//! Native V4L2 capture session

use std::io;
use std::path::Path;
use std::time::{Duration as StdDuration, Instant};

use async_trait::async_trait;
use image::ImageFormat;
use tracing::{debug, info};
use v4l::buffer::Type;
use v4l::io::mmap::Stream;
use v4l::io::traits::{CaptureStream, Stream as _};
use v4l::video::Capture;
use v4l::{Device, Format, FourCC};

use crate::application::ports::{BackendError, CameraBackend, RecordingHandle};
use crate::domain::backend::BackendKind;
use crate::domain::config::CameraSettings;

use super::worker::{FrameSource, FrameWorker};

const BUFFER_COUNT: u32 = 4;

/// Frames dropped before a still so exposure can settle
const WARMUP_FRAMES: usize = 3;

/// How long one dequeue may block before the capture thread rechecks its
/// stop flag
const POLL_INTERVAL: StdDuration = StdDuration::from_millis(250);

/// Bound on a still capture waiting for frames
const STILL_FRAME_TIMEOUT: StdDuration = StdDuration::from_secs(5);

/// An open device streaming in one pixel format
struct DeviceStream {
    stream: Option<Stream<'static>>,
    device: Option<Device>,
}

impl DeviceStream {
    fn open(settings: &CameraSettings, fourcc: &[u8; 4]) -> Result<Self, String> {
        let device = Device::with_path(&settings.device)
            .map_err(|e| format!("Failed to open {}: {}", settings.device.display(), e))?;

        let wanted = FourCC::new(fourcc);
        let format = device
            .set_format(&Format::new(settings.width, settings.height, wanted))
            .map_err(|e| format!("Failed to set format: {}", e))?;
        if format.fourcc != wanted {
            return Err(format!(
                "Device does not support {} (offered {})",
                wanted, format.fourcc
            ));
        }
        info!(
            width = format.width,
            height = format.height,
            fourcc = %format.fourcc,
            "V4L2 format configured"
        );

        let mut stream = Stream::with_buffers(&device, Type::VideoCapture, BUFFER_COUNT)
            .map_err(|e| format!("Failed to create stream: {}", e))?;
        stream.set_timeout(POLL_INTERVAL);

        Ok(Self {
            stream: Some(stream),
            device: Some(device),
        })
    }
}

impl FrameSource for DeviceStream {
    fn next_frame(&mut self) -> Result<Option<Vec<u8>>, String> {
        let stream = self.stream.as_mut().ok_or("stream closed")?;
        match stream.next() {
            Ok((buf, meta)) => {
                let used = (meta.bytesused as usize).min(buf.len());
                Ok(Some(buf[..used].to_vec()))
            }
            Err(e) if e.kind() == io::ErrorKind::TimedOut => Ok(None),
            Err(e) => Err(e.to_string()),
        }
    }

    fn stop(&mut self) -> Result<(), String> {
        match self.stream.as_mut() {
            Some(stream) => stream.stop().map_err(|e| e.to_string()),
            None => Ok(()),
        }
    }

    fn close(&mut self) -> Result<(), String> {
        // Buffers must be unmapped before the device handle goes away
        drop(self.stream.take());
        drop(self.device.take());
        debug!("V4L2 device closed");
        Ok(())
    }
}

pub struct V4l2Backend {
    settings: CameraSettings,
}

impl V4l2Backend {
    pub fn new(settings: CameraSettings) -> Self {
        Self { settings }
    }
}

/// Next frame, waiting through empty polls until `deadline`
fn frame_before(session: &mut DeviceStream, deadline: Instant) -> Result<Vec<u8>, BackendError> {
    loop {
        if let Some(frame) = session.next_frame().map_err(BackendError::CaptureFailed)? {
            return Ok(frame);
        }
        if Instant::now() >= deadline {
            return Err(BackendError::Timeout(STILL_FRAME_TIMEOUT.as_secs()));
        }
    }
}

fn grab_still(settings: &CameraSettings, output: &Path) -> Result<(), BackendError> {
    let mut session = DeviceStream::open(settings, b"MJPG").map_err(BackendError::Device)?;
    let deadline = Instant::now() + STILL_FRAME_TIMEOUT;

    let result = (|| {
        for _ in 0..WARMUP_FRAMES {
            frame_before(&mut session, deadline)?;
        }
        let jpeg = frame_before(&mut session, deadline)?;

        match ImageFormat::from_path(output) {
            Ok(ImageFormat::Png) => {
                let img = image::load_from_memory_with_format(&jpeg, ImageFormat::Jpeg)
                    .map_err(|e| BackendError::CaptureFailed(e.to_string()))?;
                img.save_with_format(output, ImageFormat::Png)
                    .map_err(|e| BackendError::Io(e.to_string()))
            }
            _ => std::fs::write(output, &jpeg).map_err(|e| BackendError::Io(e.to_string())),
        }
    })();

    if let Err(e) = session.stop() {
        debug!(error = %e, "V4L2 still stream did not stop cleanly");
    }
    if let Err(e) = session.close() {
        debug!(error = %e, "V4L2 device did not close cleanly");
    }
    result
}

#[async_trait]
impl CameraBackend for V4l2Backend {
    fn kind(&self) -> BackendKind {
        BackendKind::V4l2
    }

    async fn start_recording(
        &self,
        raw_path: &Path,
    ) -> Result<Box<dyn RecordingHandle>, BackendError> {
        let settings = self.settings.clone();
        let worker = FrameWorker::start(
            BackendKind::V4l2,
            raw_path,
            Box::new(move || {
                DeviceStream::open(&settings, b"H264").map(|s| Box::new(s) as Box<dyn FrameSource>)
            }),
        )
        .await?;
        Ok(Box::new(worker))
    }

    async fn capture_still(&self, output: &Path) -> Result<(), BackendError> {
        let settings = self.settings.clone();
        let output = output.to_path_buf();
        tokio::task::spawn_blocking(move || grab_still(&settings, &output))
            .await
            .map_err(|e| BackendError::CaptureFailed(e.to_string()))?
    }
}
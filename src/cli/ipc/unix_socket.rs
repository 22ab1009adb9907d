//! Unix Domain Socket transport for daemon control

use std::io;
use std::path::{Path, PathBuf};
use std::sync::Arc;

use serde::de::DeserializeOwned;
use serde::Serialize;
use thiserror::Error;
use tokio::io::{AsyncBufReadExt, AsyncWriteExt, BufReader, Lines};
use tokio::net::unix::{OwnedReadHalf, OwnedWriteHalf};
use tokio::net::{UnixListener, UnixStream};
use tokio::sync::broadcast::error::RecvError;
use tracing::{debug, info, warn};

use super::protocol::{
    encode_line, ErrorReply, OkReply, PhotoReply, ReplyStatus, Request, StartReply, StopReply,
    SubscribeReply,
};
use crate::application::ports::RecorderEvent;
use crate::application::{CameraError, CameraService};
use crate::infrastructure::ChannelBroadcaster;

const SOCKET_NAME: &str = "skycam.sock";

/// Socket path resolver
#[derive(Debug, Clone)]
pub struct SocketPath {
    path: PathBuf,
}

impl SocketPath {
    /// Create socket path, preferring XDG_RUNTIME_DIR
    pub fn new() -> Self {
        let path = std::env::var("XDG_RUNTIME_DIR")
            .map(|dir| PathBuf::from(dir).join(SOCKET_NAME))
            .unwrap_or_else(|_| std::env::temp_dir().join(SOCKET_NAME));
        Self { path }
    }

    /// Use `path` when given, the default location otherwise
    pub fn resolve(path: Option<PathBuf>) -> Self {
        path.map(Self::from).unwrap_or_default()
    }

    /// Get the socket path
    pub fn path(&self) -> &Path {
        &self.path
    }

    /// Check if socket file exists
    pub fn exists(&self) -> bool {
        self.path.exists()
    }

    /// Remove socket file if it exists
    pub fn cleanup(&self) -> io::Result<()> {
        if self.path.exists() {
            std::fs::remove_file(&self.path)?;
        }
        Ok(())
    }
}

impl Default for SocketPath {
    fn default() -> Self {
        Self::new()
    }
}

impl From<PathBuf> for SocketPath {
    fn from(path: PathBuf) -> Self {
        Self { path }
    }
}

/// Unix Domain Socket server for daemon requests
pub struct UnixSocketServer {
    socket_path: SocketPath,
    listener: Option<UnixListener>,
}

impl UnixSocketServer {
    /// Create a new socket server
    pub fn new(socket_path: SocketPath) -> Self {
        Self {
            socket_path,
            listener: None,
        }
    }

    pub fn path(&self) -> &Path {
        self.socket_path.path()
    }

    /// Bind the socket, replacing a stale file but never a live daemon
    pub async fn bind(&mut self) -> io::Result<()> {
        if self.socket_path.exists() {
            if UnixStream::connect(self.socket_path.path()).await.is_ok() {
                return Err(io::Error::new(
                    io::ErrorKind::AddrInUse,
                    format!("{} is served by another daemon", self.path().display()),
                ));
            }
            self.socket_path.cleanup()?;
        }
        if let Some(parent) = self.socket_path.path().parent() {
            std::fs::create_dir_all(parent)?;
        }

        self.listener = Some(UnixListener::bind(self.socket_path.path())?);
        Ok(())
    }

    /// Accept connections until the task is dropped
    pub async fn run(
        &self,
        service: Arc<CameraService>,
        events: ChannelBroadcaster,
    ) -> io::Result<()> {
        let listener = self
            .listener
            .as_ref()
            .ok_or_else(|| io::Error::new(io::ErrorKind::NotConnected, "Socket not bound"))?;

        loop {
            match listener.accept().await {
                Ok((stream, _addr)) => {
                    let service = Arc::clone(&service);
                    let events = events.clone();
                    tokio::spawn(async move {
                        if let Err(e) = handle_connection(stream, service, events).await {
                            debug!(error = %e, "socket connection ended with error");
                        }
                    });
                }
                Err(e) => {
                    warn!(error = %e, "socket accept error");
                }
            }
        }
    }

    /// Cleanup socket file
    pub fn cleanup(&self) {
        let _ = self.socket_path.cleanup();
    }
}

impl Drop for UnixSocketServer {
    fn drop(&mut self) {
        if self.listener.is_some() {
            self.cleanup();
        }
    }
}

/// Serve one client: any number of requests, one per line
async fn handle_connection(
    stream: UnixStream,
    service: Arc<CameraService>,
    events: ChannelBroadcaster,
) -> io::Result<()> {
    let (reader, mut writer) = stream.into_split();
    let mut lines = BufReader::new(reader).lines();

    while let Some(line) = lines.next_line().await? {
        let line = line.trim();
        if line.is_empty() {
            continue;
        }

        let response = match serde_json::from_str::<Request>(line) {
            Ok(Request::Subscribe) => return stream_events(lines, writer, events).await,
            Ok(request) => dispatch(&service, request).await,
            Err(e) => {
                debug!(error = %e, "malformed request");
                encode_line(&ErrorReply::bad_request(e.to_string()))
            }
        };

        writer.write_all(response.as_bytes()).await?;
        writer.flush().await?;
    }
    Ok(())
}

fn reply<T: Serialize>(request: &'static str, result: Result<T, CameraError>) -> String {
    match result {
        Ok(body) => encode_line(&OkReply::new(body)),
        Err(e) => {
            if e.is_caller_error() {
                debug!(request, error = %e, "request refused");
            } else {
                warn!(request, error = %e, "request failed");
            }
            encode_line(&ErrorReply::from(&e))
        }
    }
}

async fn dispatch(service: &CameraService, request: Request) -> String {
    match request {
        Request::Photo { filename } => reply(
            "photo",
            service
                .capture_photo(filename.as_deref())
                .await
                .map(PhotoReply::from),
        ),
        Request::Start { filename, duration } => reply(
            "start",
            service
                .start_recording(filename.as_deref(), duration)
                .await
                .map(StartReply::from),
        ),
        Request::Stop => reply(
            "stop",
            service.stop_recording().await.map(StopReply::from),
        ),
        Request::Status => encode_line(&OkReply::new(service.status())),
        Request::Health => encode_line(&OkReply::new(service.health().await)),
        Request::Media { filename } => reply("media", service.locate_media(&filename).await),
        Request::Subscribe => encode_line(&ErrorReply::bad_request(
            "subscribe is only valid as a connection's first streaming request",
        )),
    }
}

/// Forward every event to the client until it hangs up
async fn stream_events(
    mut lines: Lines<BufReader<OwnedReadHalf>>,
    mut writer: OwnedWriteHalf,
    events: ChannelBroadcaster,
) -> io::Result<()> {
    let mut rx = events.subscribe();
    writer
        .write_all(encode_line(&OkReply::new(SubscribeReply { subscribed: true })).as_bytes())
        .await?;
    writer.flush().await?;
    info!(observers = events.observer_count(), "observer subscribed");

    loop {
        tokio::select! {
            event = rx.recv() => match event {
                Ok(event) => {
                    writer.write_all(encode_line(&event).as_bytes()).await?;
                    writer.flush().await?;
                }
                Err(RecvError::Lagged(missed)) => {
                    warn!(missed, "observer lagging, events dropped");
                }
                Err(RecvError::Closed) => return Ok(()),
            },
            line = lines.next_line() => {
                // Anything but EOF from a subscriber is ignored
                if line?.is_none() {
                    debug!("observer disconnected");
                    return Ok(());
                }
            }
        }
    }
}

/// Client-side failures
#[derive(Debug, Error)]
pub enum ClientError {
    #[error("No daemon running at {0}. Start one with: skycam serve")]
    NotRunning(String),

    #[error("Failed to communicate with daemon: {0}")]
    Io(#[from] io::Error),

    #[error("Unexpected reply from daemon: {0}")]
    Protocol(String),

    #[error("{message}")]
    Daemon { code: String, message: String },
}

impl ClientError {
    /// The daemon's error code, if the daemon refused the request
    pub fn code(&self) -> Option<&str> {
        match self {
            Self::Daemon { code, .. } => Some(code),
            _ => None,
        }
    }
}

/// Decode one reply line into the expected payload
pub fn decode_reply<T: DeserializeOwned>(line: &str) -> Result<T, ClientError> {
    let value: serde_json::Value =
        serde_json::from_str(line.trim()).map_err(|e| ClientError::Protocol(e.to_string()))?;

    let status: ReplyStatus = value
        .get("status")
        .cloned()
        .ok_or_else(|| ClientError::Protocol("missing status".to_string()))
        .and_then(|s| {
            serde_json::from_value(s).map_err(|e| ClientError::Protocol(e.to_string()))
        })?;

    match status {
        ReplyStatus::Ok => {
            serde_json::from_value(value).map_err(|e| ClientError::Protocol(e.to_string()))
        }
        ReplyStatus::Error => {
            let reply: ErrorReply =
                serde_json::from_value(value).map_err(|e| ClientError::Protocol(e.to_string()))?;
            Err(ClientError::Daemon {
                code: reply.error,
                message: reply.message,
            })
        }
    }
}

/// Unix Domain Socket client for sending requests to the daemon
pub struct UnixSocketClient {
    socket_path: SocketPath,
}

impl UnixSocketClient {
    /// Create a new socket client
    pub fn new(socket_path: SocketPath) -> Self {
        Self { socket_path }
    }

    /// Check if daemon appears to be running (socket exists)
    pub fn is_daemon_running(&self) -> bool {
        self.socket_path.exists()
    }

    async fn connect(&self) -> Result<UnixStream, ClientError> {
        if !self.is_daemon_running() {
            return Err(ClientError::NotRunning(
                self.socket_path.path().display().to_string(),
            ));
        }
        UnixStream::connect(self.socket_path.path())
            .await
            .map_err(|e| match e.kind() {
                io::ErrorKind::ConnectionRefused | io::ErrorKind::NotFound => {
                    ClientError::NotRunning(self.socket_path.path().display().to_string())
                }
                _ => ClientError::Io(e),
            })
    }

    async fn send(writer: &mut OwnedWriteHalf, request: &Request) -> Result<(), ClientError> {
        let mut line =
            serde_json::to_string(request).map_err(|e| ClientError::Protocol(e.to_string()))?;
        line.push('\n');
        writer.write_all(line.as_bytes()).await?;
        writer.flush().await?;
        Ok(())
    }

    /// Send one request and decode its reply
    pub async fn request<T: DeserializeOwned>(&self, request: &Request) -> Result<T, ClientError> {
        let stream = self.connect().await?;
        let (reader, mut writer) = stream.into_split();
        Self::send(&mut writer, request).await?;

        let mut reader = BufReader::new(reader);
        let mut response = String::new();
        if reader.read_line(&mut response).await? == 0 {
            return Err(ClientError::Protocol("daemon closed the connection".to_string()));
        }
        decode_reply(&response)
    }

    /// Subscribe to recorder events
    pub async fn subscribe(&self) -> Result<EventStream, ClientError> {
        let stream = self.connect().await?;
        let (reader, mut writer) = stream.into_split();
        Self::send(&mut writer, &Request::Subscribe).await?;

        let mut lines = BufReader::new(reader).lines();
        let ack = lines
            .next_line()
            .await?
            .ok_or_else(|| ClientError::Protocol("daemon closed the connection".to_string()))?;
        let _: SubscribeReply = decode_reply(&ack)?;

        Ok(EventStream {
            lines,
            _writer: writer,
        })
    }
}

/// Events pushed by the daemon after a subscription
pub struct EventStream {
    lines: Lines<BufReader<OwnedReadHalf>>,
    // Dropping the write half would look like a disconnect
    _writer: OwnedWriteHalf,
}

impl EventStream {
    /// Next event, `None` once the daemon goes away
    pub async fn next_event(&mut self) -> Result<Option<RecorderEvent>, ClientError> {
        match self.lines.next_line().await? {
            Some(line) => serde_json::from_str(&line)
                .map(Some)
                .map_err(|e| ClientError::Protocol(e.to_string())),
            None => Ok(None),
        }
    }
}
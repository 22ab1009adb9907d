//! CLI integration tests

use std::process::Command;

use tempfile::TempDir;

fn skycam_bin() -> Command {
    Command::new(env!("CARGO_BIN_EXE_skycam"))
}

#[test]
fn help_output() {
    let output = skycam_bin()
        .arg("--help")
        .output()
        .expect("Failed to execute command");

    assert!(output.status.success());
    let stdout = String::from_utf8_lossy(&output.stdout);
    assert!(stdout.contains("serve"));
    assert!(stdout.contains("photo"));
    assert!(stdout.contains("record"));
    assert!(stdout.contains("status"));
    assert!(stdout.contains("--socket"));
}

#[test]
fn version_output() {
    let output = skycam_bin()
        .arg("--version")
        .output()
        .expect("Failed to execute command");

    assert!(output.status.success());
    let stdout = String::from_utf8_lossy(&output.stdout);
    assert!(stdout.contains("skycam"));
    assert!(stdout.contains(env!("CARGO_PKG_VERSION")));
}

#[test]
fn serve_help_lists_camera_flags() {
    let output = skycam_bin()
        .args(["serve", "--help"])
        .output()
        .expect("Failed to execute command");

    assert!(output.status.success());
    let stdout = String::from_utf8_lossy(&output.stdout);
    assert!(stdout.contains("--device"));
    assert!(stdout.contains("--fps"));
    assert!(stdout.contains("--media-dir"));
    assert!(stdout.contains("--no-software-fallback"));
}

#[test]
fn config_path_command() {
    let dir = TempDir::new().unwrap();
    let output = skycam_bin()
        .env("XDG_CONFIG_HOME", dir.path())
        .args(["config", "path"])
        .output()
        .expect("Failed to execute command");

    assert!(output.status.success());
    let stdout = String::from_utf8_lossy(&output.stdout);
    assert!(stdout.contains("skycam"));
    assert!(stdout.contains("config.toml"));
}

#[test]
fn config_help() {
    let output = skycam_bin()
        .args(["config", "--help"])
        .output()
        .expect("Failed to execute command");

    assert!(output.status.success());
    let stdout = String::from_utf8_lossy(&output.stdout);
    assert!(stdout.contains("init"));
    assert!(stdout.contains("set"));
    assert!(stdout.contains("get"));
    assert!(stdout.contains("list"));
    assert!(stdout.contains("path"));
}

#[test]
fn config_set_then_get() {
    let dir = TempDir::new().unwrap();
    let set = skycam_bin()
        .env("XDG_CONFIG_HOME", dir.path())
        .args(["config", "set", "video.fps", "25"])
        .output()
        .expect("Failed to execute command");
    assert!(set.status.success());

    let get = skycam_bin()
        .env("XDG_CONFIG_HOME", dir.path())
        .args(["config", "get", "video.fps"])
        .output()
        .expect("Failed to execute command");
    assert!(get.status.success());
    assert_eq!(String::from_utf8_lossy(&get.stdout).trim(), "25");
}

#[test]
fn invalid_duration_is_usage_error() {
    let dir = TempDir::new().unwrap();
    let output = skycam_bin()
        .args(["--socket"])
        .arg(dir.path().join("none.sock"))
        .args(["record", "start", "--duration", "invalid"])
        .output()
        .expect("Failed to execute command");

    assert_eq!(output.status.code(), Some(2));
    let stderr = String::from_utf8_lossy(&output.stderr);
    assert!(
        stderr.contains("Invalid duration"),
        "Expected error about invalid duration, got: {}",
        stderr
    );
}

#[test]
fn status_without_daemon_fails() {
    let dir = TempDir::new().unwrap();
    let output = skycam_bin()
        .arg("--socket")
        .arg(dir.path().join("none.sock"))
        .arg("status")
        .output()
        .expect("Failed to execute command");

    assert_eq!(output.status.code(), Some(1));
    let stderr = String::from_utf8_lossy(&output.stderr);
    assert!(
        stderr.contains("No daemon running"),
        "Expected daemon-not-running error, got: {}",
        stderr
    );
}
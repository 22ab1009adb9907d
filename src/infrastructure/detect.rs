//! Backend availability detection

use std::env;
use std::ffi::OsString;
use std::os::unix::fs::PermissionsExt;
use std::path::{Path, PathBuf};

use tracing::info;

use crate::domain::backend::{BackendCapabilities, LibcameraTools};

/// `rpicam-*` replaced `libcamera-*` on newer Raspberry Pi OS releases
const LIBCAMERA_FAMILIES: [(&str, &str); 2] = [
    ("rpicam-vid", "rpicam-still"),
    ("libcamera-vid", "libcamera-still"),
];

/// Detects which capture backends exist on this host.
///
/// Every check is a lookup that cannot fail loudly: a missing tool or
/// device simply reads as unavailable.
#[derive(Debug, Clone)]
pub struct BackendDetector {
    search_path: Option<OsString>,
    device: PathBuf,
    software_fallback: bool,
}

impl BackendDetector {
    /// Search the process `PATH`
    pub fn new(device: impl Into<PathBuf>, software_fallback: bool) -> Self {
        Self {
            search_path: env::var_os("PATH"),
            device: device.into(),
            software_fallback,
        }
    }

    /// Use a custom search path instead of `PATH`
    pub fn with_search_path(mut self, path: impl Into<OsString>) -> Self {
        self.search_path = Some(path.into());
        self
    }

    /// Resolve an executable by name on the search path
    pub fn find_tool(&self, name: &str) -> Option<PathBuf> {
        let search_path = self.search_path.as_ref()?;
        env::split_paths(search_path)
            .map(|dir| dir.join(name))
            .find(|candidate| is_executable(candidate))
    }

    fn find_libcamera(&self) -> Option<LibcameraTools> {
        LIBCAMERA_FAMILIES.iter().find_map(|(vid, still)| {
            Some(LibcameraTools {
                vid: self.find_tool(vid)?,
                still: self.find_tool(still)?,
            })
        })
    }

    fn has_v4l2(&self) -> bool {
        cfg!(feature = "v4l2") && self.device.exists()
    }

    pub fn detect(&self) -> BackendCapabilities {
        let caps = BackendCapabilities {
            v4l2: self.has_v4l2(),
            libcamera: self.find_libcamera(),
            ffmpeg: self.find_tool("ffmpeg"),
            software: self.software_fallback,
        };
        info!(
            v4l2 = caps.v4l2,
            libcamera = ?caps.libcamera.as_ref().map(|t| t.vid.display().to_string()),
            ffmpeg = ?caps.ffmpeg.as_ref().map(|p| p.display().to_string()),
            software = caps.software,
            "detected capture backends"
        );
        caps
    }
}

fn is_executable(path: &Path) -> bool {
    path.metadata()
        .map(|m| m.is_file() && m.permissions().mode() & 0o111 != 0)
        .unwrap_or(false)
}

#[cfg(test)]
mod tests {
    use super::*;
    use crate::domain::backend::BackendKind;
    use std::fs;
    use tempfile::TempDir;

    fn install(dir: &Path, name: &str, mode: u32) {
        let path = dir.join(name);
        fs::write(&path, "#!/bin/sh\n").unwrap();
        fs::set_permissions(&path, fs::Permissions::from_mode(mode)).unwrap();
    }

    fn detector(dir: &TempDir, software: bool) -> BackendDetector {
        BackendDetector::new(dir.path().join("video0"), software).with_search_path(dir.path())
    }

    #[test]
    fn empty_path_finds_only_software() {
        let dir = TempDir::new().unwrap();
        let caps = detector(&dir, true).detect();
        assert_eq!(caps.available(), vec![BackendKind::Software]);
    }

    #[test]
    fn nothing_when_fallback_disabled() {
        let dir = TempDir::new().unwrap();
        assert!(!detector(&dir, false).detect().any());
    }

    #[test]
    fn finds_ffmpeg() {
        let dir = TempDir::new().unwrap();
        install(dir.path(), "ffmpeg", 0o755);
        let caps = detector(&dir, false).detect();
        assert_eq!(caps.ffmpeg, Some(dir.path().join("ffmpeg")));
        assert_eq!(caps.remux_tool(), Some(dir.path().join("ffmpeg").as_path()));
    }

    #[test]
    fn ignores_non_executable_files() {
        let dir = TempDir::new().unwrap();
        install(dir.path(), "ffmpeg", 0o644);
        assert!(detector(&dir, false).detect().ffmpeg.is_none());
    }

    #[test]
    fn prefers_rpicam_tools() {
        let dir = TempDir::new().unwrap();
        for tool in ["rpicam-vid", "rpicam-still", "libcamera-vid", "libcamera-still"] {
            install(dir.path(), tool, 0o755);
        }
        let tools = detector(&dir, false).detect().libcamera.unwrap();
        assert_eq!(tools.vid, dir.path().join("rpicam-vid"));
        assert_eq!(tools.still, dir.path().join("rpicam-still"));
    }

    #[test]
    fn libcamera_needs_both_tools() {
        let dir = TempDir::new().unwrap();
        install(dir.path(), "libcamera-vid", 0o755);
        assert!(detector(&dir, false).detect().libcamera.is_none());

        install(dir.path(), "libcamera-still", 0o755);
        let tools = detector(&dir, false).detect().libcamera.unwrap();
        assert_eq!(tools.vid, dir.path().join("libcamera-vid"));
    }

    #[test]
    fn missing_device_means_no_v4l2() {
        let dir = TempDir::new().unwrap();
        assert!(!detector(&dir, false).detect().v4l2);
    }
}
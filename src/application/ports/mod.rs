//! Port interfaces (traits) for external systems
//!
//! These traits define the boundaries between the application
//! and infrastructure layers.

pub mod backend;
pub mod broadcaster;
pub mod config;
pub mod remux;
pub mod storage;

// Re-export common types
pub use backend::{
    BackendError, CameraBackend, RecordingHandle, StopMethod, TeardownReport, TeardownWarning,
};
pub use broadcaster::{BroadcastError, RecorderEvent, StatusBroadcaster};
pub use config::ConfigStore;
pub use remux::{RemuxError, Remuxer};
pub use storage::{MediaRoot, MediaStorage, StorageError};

___

Working from the material above, retype exactly the lines from the one with "fn from(path: PathBuf)" through the one with "Ok((stream, _addr)) =>", both included, and only those lines.

ANSWER TO THE EXERCISE.
    fn from(path: PathBuf) -> Self {
        Self { path }
    }
}

/// Unix Domain Socket server for daemon requests
pub struct UnixSocketServer {
    socket_path: SocketPath,
    listener: Option<UnixListener>,
}

impl UnixSocketServer {
    /// Create a new socket server
    pub fn new(socket_path: SocketPath) -> Self {
        Self {
            socket_path,
            listener: None,
        }
    }

    pub fn path(&self) -> &Path {
        self.socket_path.path()
    }

    /// Bind the socket, replacing a stale file but never a live daemon
    pub async fn bind(&mut self) -> io::Result<()> {
        if self.socket_path.exists() {
            if UnixStream::connect(self.socket_path.path()).await.is_ok() {
                return Err(io::Error::new(
                    io::ErrorKind::AddrInUse,
                    format!("{} is served by another daemon", self.path().display()),
                ));
            }
            self.socket_path.cleanup()?;
        }
        if let Some(parent) = self.socket_path.path().parent() {
            std::fs::create_dir_all(parent)?;
        }

        self.listener = Some(UnixListener::bind(self.socket_path.path())?);
        Ok(())
    }

    /// Accept connections until the task is dropped
    pub async fn run(
        &self,
        service: Arc<CameraService>,
        events: ChannelBroadcaster,
    ) -> io::Result<()> {
        let listener = self
            .listener
            .as_ref()
            .ok_or_else(|| io::Error::new(io::ErrorKind::NotConnected, "Socket not bound"))?;

        loop {
            match listener.accept().await {
                Ok((stream, _addr)) => {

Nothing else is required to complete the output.